Violence against women and girls on British railways has surged by more than 50% in the past two years, according to official figures. Data shows that the number of

crimes against women and girls rose from 7,561 in 2021 to 11,357 in 2023. Additionally, sexual offences increased by 10%, from 2,235 to 2,475, during the same period, according to a survey commissioned by British Transport Police (BTP). The survey, first reported by The Times, also revealed that reports of sexual harassment doubled to 1,908.

Anna Birley, co-founder of Reclaim These Streets—a movement that organized the London vigil for Sarah Everard, who was tragically killed by police officer Wayne Couzens in 2021—highlighted the growing concern. “This is a stark reminder that the issue of violence against women and girls is not only persistent but worsening,” Birley said. She emphasized that the increase is not merely due to better reporting but reflects a real rise in violence. Birley added that this troubling trend is evident across various police jurisdictions, not just in British transport.

A BTP survey released last year revealed that more than a third of all women commuting by rail are likely to experience assault, particularly during rush hour. The survey also showed that 51% of female victims reported that other passengers intervened to help during these incidents.

These alarming figures come as The Guardian unveiled the identities of 50 women allegedly killed by men in 2024 as part of an ongoing project documenting violence against women.

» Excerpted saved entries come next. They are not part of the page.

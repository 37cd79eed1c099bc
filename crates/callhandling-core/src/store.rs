//! Store capability traits.
//!
//! Each record service is described by a narrow trait so consumers can depend
//! on exactly the capability they use ("something that can create an event")
//! instead of a concrete backend. [`Store`] ties the three services together
//! with the transaction lifecycle and the liveness check.
//!
//! Every operation comes in two flavours: the plain form runs as its own
//! atomic unit, the `_with_transaction` form runs inside the transaction
//! attached to the [`Context`] and fails with
//! [`Error::NoTransactionInContext`](crate::Error::NoTransactionInContext)
//! when there is none.

use std::future::Future;

use uuid::Uuid;

use crate::{
  Result, call::Call, callhandling::Callhandling, context::Context,
  event::Event,
};

/// Shorthand for the context type a store's operations accept.
pub type StoreContext<'t, S> = Context<'t, <S as Store>::Transaction>;

// ─── Calls ───────────────────────────────────────────────────────────────────

pub trait CallRecords: Send + Sync {
  type Transaction: Send + Sync;

  fn get(
    &self,
    ctx: &Context<'_, Self::Transaction>,
    call_id: i64,
  ) -> impl Future<Output = Result<Call>> + Send;

  fn get_with_transaction(
    &self,
    ctx: &Context<'_, Self::Transaction>,
    call_id: i64,
  ) -> impl Future<Output = Result<Call>> + Send;

  fn create(
    &self,
    ctx: &Context<'_, Self::Transaction>,
    call: &Call,
  ) -> impl Future<Output = Result<()>> + Send;

  fn create_with_transaction(
    &self,
    ctx: &Context<'_, Self::Transaction>,
    call: &Call,
  ) -> impl Future<Output = Result<()>> + Send;

  /// Overwrite every non-key field of the call identified by `call.call_id`.
  fn update(
    &self,
    ctx: &Context<'_, Self::Transaction>,
    call: &Call,
  ) -> impl Future<Output = Result<()>> + Send;

  fn update_with_transaction(
    &self,
    ctx: &Context<'_, Self::Transaction>,
    call: &Call,
  ) -> impl Future<Output = Result<()>> + Send;

  fn delete(
    &self,
    ctx: &Context<'_, Self::Transaction>,
    call_id: i64,
  ) -> impl Future<Output = Result<()>> + Send;

  fn delete_with_transaction(
    &self,
    ctx: &Context<'_, Self::Transaction>,
    call_id: i64,
  ) -> impl Future<Output = Result<()>> + Send;
}

// ─── Callhandlings ───────────────────────────────────────────────────────────

/// Callhandlings are soft-deleted: once deleted, a row is invisible to every
/// subsequent get, update, and delete.
pub trait CallhandlingRecords: Send + Sync {
  type Transaction: Send + Sync;

  fn get(
    &self,
    ctx: &Context<'_, Self::Transaction>,
    id: Uuid,
  ) -> impl Future<Output = Result<Callhandling>> + Send;

  fn get_with_transaction(
    &self,
    ctx: &Context<'_, Self::Transaction>,
    id: Uuid,
  ) -> impl Future<Output = Result<Callhandling>> + Send;

  fn create(
    &self,
    ctx: &Context<'_, Self::Transaction>,
    callhandling: &Callhandling,
  ) -> impl Future<Output = Result<()>> + Send;

  fn create_with_transaction(
    &self,
    ctx: &Context<'_, Self::Transaction>,
    callhandling: &Callhandling,
  ) -> impl Future<Output = Result<()>> + Send;

  fn update(
    &self,
    ctx: &Context<'_, Self::Transaction>,
    callhandling: &Callhandling,
  ) -> impl Future<Output = Result<()>> + Send;

  fn update_with_transaction(
    &self,
    ctx: &Context<'_, Self::Transaction>,
    callhandling: &Callhandling,
  ) -> impl Future<Output = Result<()>> + Send;

  fn delete(
    &self,
    ctx: &Context<'_, Self::Transaction>,
    id: Uuid,
  ) -> impl Future<Output = Result<()>> + Send;

  fn delete_with_transaction(
    &self,
    ctx: &Context<'_, Self::Transaction>,
    id: Uuid,
  ) -> impl Future<Output = Result<()>> + Send;
}

// ─── Events ──────────────────────────────────────────────────────────────────

/// Events are append-only; there is deliberately no update or delete.
pub trait EventRecords: Send + Sync {
  type Transaction: Send + Sync;

  /// The most recent event recorded for `call_id`.
  fn get(
    &self,
    ctx: &Context<'_, Self::Transaction>,
    call_id: i64,
  ) -> impl Future<Output = Result<Event>> + Send;

  fn get_with_transaction(
    &self,
    ctx: &Context<'_, Self::Transaction>,
    call_id: i64,
  ) -> impl Future<Output = Result<Event>> + Send;

  fn create(
    &self,
    ctx: &Context<'_, Self::Transaction>,
    event: &Event,
  ) -> impl Future<Output = Result<()>> + Send;

  fn create_with_transaction(
    &self,
    ctx: &Context<'_, Self::Transaction>,
    event: &Event,
  ) -> impl Future<Output = Result<()>> + Send;

  /// The full history of `call_id` in timestamp order. Empty if the call has
  /// no events.
  fn list(
    &self,
    ctx: &Context<'_, Self::Transaction>,
    call_id: i64,
  ) -> impl Future<Output = Result<Vec<Event>>> + Send;

  fn list_with_transaction(
    &self,
    ctx: &Context<'_, Self::Transaction>,
    call_id: i64,
  ) -> impl Future<Output = Result<Vec<Event>>> + Send;
}

// ─── Aggregate ───────────────────────────────────────────────────────────────

/// The top-level store: owns the connection and the three record services.
///
/// Only the store begins, commits, and rolls back transactions; record
/// services merely borrow one through the context.
pub trait Store: Send + Sync {
  type Transaction: Send + Sync + 'static;
  type Calls: CallRecords<Transaction = Self::Transaction>;
  type Callhandlings: CallhandlingRecords<Transaction = Self::Transaction>;
  type Events: EventRecords<Transaction = Self::Transaction>;

  fn calls(&self) -> &Self::Calls;
  fn callhandlings(&self) -> &Self::Callhandlings;
  fn events(&self) -> &Self::Events;

  fn begin(
    &self,
    ctx: &Context<'_, Self::Transaction>,
  ) -> impl Future<Output = Result<Self::Transaction>> + Send;

  fn commit(
    &self,
    tx: Self::Transaction,
  ) -> impl Future<Output = Result<()>> + Send;

  fn rollback(
    &self,
    tx: Self::Transaction,
  ) -> impl Future<Output = Result<()>> + Send;

  /// A no-op round trip to the database.
  fn ping(
    &self,
    ctx: &Context<'_, Self::Transaction>,
  ) -> impl Future<Output = Result<()>> + Send;
}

The new Labour government has pledged to halve violence against women and girls within the next decade. However, this promise comes as police forces grapple with a funding crisis, and courts in England and Wales face a severe backlog of cases and a collapse in rape prosecutions. Before coming to power, Labour promised to establish 80 new rape courts across the country to expedite cases as part of broader efforts to combat violence against women and girls. Official police figures released last month revealed a 37% increase in recorded offences—including stalking, harassment, sexual assault, and domestic violence—over the past five years, leading police chiefs to declare it a “national emergency.”

In a recent debate, Home Secretary Yvette Cooper stated, “For far too long, violence against women and girls has been treated as an inevitability rather than the national emergency that it is. Our mission is to halve violence against women and girls within a decade, starting with a significant improvement in policing and criminal justice responses.”

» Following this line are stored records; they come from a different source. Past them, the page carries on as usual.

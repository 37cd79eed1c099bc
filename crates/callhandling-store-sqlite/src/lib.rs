//! SQLite backend for the call handling store.
//!
//! Wraps [`tokio_rusqlite`] so all database access runs on a dedicated thread
//! without blocking the async runtime. Every statement is bounded by the
//! deadline of the [`Context`](callhandling_core::context::Context) it is
//! issued under.

mod callhandlings;
mod calls;
mod encode;
mod events;
mod exec;
mod schema;
mod statements;
mod store;
mod transaction;

pub mod error;

pub use callhandlings::SqliteCallhandlings;
pub use calls::SqliteCalls;
pub use error::{Error, Result};
pub use events::SqliteEvents;
pub use store::SqliteStore;
pub use transaction::Transaction;
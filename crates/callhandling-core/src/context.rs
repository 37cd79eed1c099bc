//! Per-request context: a deadline plus an optionally attached transaction.
//!
//! A [`Context`] is built by the dispatch layer for every inbound call and
//! handed by reference to store operations. Attaching a transaction never
//! transfers ownership; the context only borrows it, so the caller that began
//! the transaction is always the one that commits or rolls it back.

use std::{
  fmt,
  time::{Duration, Instant},
};

use crate::{Error, Result};

/// Request-scoped context, generic over the backend's transaction handle.
pub struct Context<'t, T> {
  deadline:    Option<Instant>,
  transaction: Option<&'t T>,
}

impl<T> Context<'static, T> {
  /// A context with no deadline and no transaction.
  pub fn background() -> Self { Self { deadline: None, transaction: None } }

  /// A fresh context that expires `timeout` from now.
  pub fn with_timeout(timeout: Duration) -> Self {
    Self::background().with_deadline(Instant::now() + timeout)
  }
}

impl<'t, T> Context<'t, T> {
  /// Narrow the deadline. A child can never outlive its parent, so the
  /// earlier of the existing and the new deadline wins.
  pub fn with_deadline(self, deadline: Instant) -> Self {
    let deadline = match self.deadline {
      Some(current) => current.min(deadline),
      None => deadline,
    };
    Self { deadline: Some(deadline), ..self }
  }

  /// Derive a child context expiring at most `timeout` from now, keeping any
  /// attached transaction.
  pub fn child(&self, timeout: Duration) -> Self {
    (*self).with_deadline(Instant::now() + timeout)
  }

  pub fn deadline(&self) -> Option<Instant> { self.deadline }

  pub fn is_expired(&self) -> bool {
    self.deadline.is_some_and(|d| d <= Instant::now())
  }

  /// Return a new context carrying `tx`. The deadline is inherited.
  pub fn with_transaction<'u>(&self, tx: &'u T) -> Context<'u, T> {
    Context { deadline: self.deadline, transaction: Some(tx) }
  }

  /// The attached transaction, or [`Error::NoTransactionInContext`].
  pub fn transaction(&self) -> Result<&'t T> {
    self.transaction.ok_or(Error::NoTransactionInContext)
  }
}

impl<T> Clone for Context<'_, T> {
  fn clone(&self) -> Self { *self }
}

impl<T> Copy for Context<'_, T> {}

impl<T> Default for Context<'static, T> {
  fn default() -> Self { Self::background() }
}

impl<T> fmt::Debug for Context<'_, T> {
  fn fmt(&self, f: &mut fmt::Formatter<'_>) -> fmt::Result {
    f.debug_struct("Context")
      .field("deadline", &self.deadline)
      .field("transaction", &self.transaction.is_some())
      .finish()
  }
}

#[cfg(test)]
mod tests {
  use super::*;
  use crate::ErrorKind;

  #[derive(Debug)]
  struct FakeTx(u32);

  #[test]
  fn background_has_no_transaction() {
    let ctx = Context::<FakeTx>::background();
    let err = ctx.transaction().unwrap_err();
    assert_eq!(err.kind(), ErrorKind::NoTransactionInContext);
    assert!(ctx.deadline().is_none());
  }

  #[test]
  fn attached_transaction_is_extracted() {
    let tx = FakeTx(7);
    let ctx = Context::background().with_transaction(&tx);
    assert_eq!(ctx.transaction().unwrap().0, 7);
  }

  #[test]
  fn attaching_keeps_the_deadline() {
    let tx = FakeTx(1);
    let parent = Context::<FakeTx>::with_timeout(Duration::from_secs(1));
    let child = parent.with_transaction(&tx);
    assert_eq!(child.deadline(), parent.deadline());
  }

  #[test]
  fn child_never_extends_parent_deadline() {
    let parent = Context::<FakeTx>::with_timeout(Duration::from_millis(10));
    let child = parent.child(Duration::from_secs(60));
    assert_eq!(child.deadline(), parent.deadline());

    let relaxed = Context::<FakeTx>::with_timeout(Duration::from_secs(60));
    let tighter = relaxed.child(Duration::ZERO);
    assert!(tighter.deadline() < relaxed.deadline());
  }

  #[test]
  fn past_deadline_is_expired() {
    let ctx = Context::<FakeTx>::background().with_deadline(Instant::now());
    assert!(ctx.is_expired());
    assert!(!Context::<FakeTx>::background().is_expired());
  }
}
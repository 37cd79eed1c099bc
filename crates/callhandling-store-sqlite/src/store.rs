//! [`SqliteStore`] — the SQLite implementation of [`Store`].

use std::{path::Path, sync::Arc};

use callhandling_core::{
  Result as CoreResult,
  context::Context,
  error::{Action, Operation, Subject},
  store::Store,
};
use strum::IntoEnumIterator as _;
use tokio::sync::Mutex;

use crate::{
  Result,
  callhandlings::SqliteCallhandlings,
  calls::SqliteCalls,
  events::SqliteEvents,
  exec::{Db, Scope},
  schema::SCHEMA,
  statements::Statement,
  transaction::Transaction,
};

/// Room for every registered statement plus the transaction control ones.
const STATEMENT_CACHE_CAPACITY: usize = 32;

// ─── Store ───────────────────────────────────────────────────────────────────

/// A call handling store backed by a single SQLite file.
///
/// Cloning is cheap; all clones share one connection and one gate.
#[derive(Clone)]
pub struct SqliteStore {
  pub(crate) db: Db,
  calls:         SqliteCalls,
  callhandlings: SqliteCallhandlings,
  events:        SqliteEvents,
}

impl SqliteStore {
  /// Open (or create) a store at `path`, apply the schema, and prepare every
  /// registered statement. Fails if any statement does not prepare.
  pub async fn open(path: impl AsRef<Path>) -> Result<Self> {
    let conn = tokio_rusqlite::Connection::open(path).await?;
    Self::init(conn).await
  }

  /// Open an in-memory store, used by tests.
  pub async fn open_in_memory() -> Result<Self> {
    let conn = tokio_rusqlite::Connection::open_in_memory().await?;
    Self::init(conn).await
  }

  async fn init(conn: tokio_rusqlite::Connection) -> Result<Self> {
    let interrupt = conn
      .call(|conn| {
        conn.execute_batch(SCHEMA)?;
        conn.set_prepared_statement_cache_capacity(STATEMENT_CACHE_CAPACITY);
        for statement in Statement::iter() {
          conn.prepare_cached(statement.sql())?;
        }
        Ok(conn.get_interrupt_handle())
      })
      .await?;

    tracing::debug!(
      statements = Statement::iter().count(),
      "store opened and statements prepared"
    );

    let db = Db {
      conn,
      gate: Arc::new(Mutex::new(())),
      interrupt: Arc::new(interrupt),
    };
    Ok(Self {
      calls: SqliteCalls::new(db.clone()),
      callhandlings: SqliteCallhandlings::new(db.clone()),
      events: SqliteEvents::new(db.clone()),
      db,
    })
  }
}

impl Store for SqliteStore {
  type Transaction = Transaction;
  type Calls = SqliteCalls;
  type Callhandlings = SqliteCallhandlings;
  type Events = SqliteEvents;

  fn calls(&self) -> &SqliteCalls { &self.calls }

  fn callhandlings(&self) -> &SqliteCallhandlings { &self.callhandlings }

  fn events(&self) -> &SqliteEvents { &self.events }

  async fn begin(&self, ctx: &Context<'_, Transaction>) -> CoreResult<Transaction> {
    Transaction::begin(&self.db, ctx.deadline())
      .await
      .map_err(|e| e.during(Operation::new(Action::Begin, Subject::Transaction)))
  }

  async fn commit(&self, tx: Transaction) -> CoreResult<()> {
    tx.commit()
      .await
      .map_err(|e| e.during(Operation::new(Action::Commit, Subject::Transaction)))
  }

  async fn rollback(&self, tx: Transaction) -> CoreResult<()> {
    tx.rollback()
      .await
      .map_err(|e| e.during(Operation::new(Action::Rollback, Subject::Transaction)))
  }

  async fn ping(&self, ctx: &Context<'_, Transaction>) -> CoreResult<()> {
    self
      .db
      .run(Scope::Standalone, ctx.deadline(), Statement::Ping, |stmt| {
        stmt.query_row(rusqlite::params![], |row| row.get::<_, i64>(0))
      })
      .await
      .map_err(|e| e.during(Operation::new(Action::Ping, Subject::Database)))?;
    Ok(())
  }
}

Birley expressed confidence in Jess Phillips, the newly appointed minister for safeguarding and violence against women and girls. Phillips, a long-standing critic of the previous Conservative government’s inaction on this issue, has been vocal about the need for change, including reading a list in Parliament of women killed by men or where a man is the principal suspect in the UK over the past nine years.

“I’m confident that the solutions are not new; they don’t need reinventing,” Birley stated, noting that despite the growing body of reports on violence against women and girls, too often, these findings are not acted upon. “What I’m hoping for is real action, real investment, and seeing the government implement the measures we all know are necessary,” she added. Photo by Onofre_Bouvila, Wikimedia commons.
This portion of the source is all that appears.